▶ WHAT NEEDS TO BE DONE
Scan the data below and work out how many of its lines contain the word "paper". Give only that number.

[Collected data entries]
------------------------------------------------------------------------

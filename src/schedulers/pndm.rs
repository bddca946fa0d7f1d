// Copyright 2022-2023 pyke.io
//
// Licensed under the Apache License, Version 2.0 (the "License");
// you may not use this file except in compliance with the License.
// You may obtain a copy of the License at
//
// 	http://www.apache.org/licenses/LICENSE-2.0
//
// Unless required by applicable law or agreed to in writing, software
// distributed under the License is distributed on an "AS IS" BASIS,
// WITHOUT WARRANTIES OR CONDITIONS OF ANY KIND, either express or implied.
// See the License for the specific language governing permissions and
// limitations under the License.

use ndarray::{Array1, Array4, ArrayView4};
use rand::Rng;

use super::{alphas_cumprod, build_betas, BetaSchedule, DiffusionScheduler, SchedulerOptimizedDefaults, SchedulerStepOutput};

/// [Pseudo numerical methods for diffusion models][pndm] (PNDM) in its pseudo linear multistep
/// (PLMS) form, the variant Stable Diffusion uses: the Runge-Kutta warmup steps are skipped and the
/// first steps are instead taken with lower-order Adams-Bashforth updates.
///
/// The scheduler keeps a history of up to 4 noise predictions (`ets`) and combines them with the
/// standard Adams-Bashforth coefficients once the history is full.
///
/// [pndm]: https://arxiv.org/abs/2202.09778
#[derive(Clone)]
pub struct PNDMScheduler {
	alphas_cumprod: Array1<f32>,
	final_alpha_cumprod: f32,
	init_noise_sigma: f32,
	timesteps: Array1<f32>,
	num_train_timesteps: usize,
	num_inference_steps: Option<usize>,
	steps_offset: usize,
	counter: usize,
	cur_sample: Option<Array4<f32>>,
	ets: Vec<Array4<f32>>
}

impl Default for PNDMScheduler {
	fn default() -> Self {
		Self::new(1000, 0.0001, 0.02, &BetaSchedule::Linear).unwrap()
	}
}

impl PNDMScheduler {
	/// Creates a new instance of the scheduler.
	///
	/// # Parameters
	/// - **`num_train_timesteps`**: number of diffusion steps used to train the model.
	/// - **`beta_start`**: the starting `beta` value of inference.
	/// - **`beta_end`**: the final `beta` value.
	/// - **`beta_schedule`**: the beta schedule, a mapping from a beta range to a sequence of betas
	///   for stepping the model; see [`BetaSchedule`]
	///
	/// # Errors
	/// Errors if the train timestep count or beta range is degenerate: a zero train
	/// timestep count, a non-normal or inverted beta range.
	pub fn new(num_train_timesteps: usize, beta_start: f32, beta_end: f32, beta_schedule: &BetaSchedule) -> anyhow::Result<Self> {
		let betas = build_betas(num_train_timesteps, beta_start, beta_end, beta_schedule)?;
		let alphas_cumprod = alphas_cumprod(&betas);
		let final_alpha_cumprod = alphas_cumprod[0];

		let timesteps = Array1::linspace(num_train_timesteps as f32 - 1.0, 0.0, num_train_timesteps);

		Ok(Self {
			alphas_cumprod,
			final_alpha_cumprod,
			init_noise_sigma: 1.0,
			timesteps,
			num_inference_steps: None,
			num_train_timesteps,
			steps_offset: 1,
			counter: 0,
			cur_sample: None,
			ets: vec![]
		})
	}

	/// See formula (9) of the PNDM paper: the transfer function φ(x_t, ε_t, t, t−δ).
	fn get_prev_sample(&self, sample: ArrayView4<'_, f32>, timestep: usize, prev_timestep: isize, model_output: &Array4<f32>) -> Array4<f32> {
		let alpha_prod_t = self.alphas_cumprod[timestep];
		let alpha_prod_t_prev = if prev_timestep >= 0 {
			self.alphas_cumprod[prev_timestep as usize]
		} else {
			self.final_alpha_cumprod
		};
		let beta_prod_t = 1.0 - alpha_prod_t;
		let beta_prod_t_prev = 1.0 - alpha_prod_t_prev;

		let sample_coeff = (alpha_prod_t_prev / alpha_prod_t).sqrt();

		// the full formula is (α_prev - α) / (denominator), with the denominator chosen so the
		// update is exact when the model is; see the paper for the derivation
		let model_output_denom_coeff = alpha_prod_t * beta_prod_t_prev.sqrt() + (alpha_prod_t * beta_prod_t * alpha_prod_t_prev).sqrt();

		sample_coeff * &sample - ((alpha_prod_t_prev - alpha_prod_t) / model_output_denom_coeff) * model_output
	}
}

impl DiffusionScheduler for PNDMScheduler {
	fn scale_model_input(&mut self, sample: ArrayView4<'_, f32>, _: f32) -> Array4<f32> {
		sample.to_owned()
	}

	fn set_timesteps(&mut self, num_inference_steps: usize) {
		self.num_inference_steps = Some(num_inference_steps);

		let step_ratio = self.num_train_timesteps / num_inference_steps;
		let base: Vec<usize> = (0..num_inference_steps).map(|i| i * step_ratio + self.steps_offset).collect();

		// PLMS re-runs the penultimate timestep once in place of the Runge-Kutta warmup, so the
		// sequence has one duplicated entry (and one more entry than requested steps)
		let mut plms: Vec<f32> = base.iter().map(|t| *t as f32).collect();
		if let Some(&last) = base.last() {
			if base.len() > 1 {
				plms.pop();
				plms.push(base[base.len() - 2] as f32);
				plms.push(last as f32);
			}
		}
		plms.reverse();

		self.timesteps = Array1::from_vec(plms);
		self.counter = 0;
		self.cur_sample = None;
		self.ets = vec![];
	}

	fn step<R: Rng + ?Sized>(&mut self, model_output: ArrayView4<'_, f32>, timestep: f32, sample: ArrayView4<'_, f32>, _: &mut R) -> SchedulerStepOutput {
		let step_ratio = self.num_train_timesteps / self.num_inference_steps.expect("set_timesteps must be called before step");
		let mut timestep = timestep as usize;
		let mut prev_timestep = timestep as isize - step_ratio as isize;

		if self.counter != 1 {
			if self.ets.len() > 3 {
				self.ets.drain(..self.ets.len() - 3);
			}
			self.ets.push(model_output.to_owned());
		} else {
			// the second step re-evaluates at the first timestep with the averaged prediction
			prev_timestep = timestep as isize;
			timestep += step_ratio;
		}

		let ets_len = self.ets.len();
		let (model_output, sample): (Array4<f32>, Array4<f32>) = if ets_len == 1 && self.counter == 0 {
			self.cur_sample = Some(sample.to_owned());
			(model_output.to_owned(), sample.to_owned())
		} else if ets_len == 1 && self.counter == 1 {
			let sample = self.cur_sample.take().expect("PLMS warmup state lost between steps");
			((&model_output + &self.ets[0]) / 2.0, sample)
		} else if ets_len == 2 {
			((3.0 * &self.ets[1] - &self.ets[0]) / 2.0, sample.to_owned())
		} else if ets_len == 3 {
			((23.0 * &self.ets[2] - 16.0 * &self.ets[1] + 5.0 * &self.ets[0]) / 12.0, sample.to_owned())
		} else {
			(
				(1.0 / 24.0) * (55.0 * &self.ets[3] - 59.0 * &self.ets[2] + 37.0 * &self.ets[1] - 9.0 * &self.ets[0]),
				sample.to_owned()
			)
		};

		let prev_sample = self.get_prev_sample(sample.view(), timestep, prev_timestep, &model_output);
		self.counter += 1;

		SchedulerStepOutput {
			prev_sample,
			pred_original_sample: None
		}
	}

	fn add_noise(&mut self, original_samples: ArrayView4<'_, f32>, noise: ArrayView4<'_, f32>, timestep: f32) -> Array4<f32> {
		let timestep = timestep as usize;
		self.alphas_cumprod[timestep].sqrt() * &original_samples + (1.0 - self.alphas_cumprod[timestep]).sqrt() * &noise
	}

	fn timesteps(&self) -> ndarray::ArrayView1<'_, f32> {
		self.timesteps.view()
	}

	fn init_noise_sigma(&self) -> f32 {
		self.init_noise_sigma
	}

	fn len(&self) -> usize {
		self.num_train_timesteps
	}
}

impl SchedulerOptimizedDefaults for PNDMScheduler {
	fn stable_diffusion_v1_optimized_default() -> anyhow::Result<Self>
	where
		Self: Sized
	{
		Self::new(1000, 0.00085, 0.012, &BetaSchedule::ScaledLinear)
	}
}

------------------------------------------------------------------------

▶ EXERCISE RESPONSE
2